[Source material Boundary: Start]
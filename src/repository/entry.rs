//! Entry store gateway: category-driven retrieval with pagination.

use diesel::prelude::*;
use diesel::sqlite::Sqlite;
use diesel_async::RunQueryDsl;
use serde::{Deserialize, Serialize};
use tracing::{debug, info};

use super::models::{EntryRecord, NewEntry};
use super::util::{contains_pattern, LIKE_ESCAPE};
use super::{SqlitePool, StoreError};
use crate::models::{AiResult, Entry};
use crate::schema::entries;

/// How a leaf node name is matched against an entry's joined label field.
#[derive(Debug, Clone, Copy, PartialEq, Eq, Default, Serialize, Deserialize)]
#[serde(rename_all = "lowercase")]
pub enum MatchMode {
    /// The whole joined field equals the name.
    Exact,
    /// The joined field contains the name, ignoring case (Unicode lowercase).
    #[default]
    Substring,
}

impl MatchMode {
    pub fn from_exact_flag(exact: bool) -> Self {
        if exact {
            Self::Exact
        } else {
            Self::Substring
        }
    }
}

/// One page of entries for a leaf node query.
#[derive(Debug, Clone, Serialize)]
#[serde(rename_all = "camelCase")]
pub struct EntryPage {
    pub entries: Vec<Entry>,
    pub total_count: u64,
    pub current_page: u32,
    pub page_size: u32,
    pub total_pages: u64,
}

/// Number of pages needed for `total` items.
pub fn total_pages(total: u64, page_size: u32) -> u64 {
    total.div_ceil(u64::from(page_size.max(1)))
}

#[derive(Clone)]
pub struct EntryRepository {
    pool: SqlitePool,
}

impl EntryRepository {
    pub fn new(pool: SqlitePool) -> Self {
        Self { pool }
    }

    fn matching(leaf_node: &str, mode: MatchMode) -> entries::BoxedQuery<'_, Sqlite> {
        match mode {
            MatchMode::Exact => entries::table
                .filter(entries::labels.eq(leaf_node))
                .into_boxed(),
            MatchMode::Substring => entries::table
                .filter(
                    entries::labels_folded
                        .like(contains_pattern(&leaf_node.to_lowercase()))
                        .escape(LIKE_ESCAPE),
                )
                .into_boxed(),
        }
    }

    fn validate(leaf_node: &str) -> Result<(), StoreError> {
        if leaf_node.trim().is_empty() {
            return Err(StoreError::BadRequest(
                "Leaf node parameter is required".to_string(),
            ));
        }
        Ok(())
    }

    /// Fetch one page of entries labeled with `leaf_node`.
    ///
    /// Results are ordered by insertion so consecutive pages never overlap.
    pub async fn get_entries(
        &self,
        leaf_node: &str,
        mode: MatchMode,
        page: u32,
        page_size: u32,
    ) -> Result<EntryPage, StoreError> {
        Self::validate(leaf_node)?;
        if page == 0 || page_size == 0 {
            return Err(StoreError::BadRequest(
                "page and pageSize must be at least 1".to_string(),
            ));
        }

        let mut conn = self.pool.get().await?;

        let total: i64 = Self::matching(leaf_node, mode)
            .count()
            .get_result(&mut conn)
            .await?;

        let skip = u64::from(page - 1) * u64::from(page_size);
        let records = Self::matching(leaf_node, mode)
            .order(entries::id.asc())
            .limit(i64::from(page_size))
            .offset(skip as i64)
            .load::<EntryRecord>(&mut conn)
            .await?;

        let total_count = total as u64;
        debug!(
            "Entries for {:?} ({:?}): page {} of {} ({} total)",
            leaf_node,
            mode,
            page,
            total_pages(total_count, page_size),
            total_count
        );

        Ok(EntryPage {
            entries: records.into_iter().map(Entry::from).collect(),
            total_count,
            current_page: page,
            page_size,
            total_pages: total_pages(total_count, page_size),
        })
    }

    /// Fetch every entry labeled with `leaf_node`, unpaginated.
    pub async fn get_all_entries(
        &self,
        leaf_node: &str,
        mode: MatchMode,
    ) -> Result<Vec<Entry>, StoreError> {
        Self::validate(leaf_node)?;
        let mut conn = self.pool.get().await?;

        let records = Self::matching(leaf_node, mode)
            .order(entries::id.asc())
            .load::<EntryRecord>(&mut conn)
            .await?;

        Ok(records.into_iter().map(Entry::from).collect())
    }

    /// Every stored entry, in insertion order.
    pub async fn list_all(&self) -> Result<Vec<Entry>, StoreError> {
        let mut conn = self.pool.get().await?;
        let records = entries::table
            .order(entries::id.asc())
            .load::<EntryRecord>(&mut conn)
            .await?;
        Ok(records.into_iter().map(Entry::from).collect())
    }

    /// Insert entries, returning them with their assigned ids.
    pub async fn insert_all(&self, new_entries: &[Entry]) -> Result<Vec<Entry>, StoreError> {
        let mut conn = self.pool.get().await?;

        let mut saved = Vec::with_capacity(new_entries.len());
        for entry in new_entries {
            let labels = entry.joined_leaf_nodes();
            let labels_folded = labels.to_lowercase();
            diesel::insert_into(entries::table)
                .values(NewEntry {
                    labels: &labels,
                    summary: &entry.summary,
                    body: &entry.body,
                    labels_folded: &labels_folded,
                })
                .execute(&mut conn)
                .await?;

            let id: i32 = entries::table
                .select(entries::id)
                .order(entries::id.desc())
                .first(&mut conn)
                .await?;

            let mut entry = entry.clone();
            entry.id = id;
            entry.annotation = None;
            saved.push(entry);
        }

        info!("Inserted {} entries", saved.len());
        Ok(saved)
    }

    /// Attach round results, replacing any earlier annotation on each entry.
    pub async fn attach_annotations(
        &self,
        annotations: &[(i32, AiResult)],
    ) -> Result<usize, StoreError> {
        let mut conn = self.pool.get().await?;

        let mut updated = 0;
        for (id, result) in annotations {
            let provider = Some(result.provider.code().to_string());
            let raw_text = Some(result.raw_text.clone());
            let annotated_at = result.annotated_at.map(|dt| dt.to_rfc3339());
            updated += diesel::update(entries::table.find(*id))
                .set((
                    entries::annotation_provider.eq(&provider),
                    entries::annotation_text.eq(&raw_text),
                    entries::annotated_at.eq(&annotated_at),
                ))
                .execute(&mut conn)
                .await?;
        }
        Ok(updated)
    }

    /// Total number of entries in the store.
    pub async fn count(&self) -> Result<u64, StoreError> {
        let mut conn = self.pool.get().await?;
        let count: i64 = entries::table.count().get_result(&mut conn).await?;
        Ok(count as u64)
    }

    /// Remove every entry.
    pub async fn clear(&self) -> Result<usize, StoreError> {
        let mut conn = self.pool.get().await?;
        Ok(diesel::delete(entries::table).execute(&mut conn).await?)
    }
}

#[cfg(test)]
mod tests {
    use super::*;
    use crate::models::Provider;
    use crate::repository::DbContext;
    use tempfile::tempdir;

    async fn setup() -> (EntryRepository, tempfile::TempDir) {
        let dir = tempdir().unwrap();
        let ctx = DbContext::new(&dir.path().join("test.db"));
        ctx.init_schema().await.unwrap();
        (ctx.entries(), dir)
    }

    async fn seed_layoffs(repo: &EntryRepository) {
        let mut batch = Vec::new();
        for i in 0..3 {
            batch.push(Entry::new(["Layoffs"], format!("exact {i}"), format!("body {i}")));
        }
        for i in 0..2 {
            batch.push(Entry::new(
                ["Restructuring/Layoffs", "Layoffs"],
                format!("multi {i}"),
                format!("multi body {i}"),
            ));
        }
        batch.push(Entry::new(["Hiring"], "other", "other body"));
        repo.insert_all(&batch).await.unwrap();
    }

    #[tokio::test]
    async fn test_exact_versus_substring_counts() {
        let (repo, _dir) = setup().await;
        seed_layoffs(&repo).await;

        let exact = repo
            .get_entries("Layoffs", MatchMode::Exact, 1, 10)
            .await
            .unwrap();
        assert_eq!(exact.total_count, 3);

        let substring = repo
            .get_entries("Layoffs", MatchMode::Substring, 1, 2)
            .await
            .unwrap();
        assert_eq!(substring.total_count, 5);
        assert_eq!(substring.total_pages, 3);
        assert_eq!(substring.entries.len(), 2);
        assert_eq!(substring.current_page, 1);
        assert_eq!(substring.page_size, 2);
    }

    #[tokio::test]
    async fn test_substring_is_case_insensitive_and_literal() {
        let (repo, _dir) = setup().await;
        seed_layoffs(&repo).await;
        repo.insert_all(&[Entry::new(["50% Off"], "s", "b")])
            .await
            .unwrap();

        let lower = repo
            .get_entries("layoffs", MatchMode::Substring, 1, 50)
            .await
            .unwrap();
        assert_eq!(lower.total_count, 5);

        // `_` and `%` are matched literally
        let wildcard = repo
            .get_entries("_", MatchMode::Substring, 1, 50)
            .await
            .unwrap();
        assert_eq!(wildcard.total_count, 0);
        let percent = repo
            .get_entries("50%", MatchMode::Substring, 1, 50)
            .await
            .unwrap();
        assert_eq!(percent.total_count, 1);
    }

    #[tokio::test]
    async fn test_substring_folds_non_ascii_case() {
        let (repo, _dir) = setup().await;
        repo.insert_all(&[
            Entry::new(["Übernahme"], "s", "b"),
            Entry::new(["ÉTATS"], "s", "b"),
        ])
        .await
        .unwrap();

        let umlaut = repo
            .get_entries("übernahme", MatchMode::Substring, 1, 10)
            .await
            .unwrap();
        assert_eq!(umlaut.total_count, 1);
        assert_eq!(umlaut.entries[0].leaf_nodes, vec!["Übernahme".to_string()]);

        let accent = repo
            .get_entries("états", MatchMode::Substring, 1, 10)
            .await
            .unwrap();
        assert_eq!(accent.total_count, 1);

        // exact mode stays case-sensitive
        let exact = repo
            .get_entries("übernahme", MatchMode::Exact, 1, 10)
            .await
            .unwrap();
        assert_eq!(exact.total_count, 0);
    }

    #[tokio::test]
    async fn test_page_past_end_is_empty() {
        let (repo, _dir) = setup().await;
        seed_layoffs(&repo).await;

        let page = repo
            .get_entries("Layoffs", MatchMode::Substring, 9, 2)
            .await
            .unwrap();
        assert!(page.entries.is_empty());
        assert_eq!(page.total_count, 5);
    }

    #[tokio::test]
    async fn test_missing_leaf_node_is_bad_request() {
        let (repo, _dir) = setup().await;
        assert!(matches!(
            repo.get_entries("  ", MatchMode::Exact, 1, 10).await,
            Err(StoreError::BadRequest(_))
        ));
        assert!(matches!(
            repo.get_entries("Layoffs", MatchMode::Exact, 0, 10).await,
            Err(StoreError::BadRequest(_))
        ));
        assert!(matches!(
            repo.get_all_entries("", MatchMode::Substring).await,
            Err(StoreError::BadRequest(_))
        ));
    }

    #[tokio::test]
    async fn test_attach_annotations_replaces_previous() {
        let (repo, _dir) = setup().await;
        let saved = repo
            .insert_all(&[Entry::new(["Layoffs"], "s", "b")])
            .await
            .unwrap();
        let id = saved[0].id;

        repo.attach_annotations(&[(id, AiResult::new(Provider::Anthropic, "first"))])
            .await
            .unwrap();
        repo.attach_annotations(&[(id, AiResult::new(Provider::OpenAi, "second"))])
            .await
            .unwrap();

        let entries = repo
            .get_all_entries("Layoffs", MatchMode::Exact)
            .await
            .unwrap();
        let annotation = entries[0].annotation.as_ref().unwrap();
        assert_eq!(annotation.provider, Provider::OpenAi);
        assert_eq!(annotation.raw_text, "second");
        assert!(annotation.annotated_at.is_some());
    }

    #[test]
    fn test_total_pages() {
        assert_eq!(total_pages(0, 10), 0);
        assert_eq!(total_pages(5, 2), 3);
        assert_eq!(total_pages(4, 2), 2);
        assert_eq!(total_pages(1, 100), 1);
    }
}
[Source material Boundary: End]
[Source material Boundary: Start]
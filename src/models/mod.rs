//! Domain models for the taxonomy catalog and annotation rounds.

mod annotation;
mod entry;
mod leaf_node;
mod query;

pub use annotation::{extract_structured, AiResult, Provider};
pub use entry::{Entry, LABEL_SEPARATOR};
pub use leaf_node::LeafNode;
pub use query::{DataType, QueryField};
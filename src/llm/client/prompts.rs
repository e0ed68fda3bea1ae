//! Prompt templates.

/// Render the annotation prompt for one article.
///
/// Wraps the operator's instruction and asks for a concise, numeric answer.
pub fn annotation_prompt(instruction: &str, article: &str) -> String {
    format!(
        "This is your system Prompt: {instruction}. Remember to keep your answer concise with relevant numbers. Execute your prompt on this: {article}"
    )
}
[Source material Boundary: End]
[Source material Boundary: Start]
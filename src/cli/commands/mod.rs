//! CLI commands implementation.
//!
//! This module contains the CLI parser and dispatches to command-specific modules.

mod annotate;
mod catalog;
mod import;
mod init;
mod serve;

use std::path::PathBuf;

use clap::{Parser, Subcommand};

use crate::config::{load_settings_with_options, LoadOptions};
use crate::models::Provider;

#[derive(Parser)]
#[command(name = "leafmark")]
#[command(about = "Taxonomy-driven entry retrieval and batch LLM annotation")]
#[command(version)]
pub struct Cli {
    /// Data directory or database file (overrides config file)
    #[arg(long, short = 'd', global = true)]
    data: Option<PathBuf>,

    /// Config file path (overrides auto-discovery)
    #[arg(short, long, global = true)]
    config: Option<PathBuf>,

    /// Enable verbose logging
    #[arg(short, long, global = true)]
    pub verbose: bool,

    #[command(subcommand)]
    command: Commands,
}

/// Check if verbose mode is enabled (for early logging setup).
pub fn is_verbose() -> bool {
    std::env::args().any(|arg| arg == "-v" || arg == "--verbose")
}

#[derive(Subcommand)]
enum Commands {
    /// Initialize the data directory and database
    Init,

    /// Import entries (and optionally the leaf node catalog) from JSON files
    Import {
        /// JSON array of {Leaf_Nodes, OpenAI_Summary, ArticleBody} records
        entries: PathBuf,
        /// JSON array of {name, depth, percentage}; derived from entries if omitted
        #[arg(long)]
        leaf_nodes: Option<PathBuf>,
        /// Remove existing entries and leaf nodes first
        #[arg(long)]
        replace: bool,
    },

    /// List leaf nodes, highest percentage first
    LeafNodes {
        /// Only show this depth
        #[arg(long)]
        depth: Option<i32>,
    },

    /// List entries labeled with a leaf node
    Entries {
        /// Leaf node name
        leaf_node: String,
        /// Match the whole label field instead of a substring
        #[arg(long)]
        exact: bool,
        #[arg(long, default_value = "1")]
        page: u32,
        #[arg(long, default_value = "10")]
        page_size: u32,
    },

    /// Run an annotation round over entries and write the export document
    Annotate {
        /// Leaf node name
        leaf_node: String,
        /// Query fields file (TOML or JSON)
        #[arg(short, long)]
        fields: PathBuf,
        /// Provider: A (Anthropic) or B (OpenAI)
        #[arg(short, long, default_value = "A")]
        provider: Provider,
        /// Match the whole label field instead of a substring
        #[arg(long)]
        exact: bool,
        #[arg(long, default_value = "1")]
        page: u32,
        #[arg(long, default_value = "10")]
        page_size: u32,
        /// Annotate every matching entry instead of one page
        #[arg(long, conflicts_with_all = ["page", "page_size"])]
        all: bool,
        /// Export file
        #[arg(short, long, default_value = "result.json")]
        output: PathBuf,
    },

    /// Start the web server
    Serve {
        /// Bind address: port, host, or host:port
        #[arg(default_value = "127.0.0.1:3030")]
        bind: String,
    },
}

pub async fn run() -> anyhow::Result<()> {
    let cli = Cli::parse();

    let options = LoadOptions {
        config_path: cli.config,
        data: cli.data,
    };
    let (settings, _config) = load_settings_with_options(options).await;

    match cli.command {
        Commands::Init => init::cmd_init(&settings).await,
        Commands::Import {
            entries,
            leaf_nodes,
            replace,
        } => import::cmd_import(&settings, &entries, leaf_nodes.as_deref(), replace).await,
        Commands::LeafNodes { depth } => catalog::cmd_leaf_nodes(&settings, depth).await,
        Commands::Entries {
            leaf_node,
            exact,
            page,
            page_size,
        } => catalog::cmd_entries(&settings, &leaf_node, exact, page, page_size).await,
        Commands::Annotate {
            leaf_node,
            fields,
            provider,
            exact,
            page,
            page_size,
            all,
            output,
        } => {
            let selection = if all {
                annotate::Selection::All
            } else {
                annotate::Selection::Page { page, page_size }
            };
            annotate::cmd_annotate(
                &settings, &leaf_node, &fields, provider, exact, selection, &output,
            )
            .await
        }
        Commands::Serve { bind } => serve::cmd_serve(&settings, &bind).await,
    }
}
[Source material Boundary: End]
• _How to complete this task_: Return only the lines between the one holding "filename src/models/mod.rs" and the one holding "filename src/llm/client/prompts.rs", inclusive, exactly as they appear above.

• _Solution below_:
filename src/models/mod.rs
//! Domain models for the taxonomy catalog and annotation rounds.

mod annotation;
mod entry;
mod leaf_node;
mod query;

pub use annotation::{extract_structured, AiResult, Provider};
pub use entry::{Entry, LABEL_SEPARATOR};
pub use leaf_node::LeafNode;
pub use query::{DataType, QueryField};
filename src/llm/client/prompts.rs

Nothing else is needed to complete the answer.